* Material to process:
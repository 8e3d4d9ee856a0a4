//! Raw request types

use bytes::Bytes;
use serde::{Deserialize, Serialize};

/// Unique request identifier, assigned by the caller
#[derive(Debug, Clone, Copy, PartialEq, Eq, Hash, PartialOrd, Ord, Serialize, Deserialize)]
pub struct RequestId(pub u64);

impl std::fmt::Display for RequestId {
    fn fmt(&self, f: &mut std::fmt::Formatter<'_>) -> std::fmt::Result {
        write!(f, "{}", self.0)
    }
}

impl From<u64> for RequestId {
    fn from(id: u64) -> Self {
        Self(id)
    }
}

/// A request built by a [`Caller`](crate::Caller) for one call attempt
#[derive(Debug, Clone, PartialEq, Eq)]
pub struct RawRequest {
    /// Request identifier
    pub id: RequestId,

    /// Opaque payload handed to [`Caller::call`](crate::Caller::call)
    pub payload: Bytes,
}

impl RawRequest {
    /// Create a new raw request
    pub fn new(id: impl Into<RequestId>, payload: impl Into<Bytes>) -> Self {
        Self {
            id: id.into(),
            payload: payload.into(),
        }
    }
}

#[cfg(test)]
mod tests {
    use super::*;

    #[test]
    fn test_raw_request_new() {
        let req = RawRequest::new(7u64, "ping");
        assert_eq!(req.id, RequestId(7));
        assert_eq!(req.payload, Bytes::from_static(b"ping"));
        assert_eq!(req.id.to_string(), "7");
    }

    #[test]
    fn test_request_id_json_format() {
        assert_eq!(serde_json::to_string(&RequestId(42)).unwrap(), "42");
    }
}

==

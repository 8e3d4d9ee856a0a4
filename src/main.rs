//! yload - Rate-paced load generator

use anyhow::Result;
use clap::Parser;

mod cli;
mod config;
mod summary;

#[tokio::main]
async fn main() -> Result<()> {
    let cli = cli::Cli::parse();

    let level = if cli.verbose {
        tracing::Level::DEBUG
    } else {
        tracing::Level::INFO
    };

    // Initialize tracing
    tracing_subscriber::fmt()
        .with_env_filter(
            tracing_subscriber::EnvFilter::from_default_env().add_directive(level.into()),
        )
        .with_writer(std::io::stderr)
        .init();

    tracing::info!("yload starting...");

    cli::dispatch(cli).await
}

--

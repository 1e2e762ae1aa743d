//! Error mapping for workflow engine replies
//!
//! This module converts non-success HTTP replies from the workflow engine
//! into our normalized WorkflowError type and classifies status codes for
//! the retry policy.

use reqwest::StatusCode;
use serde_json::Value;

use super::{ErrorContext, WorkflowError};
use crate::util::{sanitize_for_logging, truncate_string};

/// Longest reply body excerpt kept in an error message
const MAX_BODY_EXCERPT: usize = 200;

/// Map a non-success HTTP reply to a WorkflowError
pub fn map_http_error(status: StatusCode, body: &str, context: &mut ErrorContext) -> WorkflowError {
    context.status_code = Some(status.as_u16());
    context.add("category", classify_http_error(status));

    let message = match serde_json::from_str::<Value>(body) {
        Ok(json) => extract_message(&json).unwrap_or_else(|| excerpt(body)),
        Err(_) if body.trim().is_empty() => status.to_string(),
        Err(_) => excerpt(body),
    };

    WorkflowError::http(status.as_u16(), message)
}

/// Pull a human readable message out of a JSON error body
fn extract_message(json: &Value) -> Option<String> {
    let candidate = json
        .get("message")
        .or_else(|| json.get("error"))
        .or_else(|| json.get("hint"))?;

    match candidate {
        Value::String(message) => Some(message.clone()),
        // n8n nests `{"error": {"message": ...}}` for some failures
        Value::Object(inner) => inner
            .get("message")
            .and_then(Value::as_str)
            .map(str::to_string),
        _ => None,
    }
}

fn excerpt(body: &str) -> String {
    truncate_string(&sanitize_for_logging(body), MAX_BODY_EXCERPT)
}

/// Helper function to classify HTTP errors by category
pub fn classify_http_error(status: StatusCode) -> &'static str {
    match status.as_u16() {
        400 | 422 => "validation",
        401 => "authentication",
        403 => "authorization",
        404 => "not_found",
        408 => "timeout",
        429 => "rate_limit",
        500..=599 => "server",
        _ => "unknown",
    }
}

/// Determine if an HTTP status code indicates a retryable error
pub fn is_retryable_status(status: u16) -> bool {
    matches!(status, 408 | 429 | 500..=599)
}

* Action item: What is the number of lines in the records that hold "engine"? Give the number by itself.

* Output of the exercise: 2